■ WORK INSTRUCTIONS
Report each line of the records below that uses the word "control".
** Opening ENTRIES PROVIDED block **
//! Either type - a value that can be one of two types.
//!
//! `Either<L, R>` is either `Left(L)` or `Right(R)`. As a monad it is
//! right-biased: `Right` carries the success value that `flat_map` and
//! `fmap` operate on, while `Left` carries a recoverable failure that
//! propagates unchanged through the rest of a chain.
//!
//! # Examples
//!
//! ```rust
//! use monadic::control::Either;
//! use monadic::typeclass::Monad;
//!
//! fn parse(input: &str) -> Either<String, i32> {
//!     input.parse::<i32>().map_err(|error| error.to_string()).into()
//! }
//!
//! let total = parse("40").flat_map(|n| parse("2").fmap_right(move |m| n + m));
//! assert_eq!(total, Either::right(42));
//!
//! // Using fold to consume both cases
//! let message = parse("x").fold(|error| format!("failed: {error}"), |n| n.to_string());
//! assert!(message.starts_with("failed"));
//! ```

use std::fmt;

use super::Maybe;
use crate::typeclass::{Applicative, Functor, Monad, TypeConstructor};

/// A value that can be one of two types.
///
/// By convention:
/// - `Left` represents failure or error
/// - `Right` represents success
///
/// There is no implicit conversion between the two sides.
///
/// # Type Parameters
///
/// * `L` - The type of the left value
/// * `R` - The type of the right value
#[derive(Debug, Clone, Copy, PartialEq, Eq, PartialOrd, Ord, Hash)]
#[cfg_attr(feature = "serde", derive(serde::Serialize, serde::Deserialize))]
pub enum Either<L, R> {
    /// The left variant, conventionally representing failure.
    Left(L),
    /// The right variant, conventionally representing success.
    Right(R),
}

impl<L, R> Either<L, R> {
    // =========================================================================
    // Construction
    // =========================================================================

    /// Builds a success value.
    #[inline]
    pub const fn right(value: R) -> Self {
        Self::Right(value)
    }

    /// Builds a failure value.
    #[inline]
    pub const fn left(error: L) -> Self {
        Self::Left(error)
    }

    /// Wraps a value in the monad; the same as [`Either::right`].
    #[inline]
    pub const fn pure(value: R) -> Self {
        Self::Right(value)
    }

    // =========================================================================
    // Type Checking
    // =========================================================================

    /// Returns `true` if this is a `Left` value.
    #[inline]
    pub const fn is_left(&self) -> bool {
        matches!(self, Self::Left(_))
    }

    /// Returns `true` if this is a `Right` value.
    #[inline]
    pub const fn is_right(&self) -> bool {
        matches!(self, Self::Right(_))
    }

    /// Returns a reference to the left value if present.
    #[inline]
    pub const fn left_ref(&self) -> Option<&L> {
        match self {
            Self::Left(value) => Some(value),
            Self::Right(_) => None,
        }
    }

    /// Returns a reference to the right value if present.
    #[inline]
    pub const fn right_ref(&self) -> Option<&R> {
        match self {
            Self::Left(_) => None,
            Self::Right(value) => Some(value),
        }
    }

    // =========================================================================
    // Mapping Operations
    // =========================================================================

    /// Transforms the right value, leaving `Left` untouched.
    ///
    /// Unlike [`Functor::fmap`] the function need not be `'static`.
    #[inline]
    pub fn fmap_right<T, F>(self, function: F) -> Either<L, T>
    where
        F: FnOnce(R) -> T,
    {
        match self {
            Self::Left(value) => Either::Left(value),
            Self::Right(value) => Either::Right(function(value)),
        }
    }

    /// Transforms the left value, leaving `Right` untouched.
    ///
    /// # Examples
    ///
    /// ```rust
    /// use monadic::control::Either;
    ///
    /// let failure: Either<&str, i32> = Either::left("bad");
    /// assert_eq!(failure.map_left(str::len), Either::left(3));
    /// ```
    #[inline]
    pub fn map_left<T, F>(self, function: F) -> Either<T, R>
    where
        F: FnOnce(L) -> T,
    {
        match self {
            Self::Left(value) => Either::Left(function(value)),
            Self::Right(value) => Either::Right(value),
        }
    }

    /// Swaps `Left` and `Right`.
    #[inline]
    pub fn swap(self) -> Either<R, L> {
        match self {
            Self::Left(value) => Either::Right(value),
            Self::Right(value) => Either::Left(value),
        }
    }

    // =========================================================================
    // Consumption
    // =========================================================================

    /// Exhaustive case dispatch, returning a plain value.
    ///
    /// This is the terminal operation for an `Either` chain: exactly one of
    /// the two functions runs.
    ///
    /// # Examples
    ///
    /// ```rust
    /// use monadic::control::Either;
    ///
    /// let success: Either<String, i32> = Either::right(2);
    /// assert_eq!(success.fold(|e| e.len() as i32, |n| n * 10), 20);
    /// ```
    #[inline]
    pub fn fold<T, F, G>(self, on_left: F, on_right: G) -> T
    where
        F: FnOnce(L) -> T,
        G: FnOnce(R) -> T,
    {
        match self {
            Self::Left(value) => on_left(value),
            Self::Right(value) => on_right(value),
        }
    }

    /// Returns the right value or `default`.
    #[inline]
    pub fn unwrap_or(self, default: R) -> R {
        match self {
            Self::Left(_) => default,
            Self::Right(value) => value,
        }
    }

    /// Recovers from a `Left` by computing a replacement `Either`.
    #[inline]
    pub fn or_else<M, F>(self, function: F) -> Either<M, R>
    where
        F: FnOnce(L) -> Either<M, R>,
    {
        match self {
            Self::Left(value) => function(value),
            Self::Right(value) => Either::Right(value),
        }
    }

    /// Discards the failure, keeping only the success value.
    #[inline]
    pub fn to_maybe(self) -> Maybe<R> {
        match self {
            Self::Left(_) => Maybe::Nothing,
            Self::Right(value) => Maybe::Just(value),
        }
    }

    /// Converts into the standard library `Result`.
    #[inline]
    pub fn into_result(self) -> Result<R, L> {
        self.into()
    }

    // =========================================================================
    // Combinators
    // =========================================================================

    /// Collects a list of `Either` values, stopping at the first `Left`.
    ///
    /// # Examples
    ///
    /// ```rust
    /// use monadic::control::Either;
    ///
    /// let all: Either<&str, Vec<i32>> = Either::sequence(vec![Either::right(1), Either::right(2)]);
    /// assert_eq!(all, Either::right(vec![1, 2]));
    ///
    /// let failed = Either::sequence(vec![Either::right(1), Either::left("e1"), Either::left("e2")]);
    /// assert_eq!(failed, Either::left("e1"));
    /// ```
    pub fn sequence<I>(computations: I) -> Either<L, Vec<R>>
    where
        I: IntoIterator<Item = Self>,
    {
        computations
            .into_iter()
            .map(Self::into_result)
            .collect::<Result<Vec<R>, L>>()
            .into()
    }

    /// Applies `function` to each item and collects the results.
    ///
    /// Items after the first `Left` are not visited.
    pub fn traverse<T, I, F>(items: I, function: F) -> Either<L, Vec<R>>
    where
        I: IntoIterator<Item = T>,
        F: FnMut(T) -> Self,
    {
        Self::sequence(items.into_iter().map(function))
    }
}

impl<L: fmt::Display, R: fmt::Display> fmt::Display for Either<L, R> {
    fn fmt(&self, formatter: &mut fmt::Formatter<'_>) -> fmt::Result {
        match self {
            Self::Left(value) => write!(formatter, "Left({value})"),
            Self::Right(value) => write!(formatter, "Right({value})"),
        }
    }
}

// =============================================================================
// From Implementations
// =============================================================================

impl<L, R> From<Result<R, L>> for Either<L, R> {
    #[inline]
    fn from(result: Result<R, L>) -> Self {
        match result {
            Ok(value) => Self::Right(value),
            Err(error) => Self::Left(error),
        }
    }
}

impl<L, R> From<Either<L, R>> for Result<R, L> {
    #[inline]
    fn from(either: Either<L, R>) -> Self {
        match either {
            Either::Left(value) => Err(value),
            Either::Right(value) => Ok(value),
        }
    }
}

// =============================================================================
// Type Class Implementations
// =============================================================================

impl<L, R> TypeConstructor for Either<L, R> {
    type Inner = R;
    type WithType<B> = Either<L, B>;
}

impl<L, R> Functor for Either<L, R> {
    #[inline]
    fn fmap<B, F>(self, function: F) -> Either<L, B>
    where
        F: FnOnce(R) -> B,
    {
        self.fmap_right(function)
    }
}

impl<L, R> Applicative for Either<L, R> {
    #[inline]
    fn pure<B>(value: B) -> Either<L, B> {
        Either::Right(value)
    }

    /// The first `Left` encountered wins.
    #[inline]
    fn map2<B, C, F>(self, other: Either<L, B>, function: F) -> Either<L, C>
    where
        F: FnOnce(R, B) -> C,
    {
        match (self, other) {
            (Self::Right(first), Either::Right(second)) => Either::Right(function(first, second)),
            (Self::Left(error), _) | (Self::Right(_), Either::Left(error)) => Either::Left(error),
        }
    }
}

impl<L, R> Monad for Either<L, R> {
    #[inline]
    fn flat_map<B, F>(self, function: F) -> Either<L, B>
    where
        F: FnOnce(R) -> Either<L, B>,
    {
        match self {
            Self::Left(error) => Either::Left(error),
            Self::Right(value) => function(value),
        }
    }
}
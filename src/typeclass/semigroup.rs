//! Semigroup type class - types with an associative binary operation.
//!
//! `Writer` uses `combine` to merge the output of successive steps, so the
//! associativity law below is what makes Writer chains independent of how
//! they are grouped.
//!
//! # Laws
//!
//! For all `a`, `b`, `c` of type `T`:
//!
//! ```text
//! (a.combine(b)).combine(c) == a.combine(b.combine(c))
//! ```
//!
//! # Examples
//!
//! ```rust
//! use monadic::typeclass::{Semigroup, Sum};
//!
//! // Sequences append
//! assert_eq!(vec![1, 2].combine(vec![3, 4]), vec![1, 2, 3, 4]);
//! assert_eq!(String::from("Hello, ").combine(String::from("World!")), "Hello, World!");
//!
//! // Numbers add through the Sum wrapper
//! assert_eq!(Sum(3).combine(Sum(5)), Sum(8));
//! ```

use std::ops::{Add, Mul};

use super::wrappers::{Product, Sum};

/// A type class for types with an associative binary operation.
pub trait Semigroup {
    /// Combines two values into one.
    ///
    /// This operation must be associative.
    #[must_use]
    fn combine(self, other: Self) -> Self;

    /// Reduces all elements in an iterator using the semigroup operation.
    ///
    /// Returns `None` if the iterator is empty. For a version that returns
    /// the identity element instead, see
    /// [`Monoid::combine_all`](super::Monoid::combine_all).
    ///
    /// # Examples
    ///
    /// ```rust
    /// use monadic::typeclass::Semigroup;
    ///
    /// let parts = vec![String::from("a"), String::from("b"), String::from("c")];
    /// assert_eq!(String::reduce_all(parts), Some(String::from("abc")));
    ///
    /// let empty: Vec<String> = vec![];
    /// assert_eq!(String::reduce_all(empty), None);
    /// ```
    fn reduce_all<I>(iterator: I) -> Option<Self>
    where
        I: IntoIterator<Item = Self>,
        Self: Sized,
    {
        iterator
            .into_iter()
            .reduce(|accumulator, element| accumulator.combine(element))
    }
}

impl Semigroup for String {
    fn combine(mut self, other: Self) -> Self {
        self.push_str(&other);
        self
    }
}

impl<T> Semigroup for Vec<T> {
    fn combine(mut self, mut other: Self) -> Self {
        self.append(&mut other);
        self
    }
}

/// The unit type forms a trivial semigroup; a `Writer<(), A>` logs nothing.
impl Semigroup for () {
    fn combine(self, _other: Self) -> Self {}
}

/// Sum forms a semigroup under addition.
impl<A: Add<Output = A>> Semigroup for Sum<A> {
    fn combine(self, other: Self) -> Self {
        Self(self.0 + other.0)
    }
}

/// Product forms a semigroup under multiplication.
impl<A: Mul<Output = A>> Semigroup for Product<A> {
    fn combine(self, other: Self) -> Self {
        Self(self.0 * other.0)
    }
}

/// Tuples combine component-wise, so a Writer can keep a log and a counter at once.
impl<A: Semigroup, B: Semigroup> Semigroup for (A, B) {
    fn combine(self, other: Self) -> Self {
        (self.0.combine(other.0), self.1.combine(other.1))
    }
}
** Closing ENTRIES PROVIDED block **
** Opening ENTRIES PROVIDED block **
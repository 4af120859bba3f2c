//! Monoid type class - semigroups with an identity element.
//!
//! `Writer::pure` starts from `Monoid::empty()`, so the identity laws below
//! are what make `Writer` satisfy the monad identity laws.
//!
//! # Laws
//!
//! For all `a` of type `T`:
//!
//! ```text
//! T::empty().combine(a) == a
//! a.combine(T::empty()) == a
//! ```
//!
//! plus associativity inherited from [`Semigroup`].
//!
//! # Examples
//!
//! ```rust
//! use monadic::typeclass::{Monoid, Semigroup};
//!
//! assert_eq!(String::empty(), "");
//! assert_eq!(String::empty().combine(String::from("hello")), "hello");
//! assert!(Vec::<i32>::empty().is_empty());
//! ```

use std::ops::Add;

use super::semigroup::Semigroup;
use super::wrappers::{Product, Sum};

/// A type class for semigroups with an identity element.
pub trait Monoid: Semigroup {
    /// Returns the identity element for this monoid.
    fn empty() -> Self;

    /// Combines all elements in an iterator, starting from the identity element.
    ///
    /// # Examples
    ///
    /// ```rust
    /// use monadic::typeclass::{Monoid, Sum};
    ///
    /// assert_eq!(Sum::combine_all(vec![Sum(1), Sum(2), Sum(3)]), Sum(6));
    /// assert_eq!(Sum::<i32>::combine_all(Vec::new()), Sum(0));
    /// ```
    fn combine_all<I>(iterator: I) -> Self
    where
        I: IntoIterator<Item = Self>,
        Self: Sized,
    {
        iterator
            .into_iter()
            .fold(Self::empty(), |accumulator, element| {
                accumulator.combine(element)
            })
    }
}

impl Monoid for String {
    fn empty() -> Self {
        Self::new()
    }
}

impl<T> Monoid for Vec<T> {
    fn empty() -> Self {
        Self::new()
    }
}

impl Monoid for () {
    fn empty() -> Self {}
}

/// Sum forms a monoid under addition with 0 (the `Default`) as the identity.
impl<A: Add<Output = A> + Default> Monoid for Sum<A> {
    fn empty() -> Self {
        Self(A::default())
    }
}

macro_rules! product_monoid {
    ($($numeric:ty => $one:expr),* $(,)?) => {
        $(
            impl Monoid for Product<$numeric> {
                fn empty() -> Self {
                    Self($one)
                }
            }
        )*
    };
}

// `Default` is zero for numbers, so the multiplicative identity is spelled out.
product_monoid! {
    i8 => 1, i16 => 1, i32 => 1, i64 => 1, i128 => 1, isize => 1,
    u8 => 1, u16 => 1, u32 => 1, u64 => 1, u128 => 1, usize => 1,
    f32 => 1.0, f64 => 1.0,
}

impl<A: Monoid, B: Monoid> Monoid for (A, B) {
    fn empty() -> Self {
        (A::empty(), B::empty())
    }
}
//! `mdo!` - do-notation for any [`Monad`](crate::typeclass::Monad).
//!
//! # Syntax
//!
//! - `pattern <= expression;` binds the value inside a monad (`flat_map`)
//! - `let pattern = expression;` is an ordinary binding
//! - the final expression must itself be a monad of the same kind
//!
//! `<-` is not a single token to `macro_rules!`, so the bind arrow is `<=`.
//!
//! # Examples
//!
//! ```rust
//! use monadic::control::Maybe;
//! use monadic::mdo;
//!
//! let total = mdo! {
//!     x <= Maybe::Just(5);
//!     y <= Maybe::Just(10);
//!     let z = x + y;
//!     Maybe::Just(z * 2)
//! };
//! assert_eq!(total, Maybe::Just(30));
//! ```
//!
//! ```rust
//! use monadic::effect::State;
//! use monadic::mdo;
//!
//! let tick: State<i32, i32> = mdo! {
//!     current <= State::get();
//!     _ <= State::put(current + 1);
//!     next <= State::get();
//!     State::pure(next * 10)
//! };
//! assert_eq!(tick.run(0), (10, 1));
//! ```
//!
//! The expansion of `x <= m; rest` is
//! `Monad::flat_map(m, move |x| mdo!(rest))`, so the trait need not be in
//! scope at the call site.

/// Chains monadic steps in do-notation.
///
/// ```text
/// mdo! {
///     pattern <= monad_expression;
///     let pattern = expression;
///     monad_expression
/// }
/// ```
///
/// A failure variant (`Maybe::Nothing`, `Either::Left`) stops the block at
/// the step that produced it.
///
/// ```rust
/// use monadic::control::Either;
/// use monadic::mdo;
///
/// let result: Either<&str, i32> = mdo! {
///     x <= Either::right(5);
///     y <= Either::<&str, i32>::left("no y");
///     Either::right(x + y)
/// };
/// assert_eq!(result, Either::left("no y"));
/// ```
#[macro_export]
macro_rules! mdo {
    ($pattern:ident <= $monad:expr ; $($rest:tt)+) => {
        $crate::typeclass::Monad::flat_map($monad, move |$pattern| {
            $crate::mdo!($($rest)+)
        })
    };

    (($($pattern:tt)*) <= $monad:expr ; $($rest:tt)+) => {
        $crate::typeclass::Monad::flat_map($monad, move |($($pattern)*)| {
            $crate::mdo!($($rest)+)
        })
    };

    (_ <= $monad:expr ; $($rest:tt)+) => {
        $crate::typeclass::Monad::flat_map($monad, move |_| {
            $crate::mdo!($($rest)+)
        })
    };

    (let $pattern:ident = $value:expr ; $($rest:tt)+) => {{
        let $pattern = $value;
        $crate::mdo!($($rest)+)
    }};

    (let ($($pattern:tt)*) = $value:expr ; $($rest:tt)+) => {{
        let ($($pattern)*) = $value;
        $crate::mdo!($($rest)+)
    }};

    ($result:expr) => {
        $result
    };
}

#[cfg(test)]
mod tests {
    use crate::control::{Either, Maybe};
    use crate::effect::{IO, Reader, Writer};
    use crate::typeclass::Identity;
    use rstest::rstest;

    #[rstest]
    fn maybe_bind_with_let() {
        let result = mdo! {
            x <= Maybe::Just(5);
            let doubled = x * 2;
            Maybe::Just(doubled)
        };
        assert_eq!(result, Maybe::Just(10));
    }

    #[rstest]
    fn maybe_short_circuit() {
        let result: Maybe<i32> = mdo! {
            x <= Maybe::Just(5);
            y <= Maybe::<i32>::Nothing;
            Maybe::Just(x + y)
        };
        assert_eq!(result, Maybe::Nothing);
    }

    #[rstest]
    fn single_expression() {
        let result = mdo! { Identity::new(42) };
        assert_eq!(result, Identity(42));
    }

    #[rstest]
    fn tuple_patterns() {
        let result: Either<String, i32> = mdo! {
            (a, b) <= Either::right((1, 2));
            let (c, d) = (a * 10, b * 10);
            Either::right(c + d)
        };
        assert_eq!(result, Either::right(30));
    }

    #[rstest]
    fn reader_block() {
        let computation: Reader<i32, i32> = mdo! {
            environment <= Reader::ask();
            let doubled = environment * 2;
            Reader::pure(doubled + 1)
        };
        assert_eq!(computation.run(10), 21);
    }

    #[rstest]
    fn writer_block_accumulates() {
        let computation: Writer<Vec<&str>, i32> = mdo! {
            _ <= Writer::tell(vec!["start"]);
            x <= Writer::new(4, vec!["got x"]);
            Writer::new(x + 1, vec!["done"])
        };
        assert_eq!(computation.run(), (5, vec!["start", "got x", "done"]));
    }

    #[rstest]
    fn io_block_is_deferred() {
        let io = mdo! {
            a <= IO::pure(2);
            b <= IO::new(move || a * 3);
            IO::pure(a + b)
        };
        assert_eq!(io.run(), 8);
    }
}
** Closing ENTRIES PROVIDED block **
** Opening ENTRIES PROVIDED block **
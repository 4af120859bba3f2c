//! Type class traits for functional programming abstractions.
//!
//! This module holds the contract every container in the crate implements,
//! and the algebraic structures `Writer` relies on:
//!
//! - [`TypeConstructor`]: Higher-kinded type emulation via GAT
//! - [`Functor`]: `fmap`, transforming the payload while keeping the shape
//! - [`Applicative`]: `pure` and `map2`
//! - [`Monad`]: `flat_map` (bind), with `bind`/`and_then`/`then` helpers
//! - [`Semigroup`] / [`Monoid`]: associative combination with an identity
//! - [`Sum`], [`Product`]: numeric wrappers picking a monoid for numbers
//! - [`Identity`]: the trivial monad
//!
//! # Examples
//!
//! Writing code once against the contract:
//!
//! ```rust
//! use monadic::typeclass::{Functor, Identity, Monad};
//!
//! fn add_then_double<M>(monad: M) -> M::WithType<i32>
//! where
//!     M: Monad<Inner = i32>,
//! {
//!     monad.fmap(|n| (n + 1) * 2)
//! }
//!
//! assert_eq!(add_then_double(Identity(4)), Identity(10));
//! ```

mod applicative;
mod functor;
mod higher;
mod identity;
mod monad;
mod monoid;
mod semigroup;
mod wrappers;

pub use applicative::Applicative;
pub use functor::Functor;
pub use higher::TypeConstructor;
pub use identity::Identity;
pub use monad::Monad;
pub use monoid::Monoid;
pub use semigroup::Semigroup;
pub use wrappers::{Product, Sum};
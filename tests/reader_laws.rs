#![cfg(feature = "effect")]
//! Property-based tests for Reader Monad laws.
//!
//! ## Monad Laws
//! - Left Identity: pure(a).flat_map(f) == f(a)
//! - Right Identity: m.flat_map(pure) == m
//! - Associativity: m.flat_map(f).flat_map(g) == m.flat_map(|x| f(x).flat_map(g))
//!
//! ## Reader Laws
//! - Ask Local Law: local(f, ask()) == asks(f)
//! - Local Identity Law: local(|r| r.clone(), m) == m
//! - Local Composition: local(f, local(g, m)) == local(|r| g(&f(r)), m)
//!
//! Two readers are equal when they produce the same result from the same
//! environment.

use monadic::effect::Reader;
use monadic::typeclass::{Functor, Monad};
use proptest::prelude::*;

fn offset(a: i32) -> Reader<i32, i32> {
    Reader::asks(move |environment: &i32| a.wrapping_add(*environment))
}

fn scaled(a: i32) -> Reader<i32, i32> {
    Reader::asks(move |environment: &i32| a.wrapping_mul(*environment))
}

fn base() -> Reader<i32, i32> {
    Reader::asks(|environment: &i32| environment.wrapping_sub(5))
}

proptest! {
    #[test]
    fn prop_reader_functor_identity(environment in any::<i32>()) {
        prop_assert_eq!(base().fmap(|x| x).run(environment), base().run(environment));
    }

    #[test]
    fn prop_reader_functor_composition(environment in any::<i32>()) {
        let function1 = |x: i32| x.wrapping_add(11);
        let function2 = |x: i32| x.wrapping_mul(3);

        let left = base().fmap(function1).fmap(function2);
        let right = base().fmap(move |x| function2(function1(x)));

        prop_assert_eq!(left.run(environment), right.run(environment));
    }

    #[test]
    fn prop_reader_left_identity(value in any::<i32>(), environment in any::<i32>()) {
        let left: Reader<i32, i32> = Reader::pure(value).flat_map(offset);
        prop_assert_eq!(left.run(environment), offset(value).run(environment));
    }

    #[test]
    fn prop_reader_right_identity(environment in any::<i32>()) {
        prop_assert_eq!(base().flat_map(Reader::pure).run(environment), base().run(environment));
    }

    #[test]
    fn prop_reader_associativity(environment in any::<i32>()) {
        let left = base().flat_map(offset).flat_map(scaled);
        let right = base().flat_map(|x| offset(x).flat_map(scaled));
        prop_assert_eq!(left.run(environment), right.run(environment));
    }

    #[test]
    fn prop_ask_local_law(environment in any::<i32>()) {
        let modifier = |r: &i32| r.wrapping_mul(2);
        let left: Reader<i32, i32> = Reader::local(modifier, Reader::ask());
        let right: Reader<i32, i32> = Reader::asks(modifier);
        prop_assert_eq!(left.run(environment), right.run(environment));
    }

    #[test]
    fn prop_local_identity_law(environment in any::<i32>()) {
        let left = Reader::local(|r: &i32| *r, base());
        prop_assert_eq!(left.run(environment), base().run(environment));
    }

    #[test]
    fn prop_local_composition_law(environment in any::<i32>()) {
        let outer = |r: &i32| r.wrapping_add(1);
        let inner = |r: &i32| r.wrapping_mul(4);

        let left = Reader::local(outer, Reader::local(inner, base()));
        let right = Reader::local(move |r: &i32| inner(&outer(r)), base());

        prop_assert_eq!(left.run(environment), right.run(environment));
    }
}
** Closing ENTRIES PROVIDED block **
■ EXERCISE ANSWER
//! use monadic::control::Either;
    /// use monadic::control::Either;
    /// use monadic::control::Either;
    /// use monadic::control::Either;
//! use monadic::control::Maybe;
/// use monadic::control::Either;
    use crate::control::{Either, Maybe};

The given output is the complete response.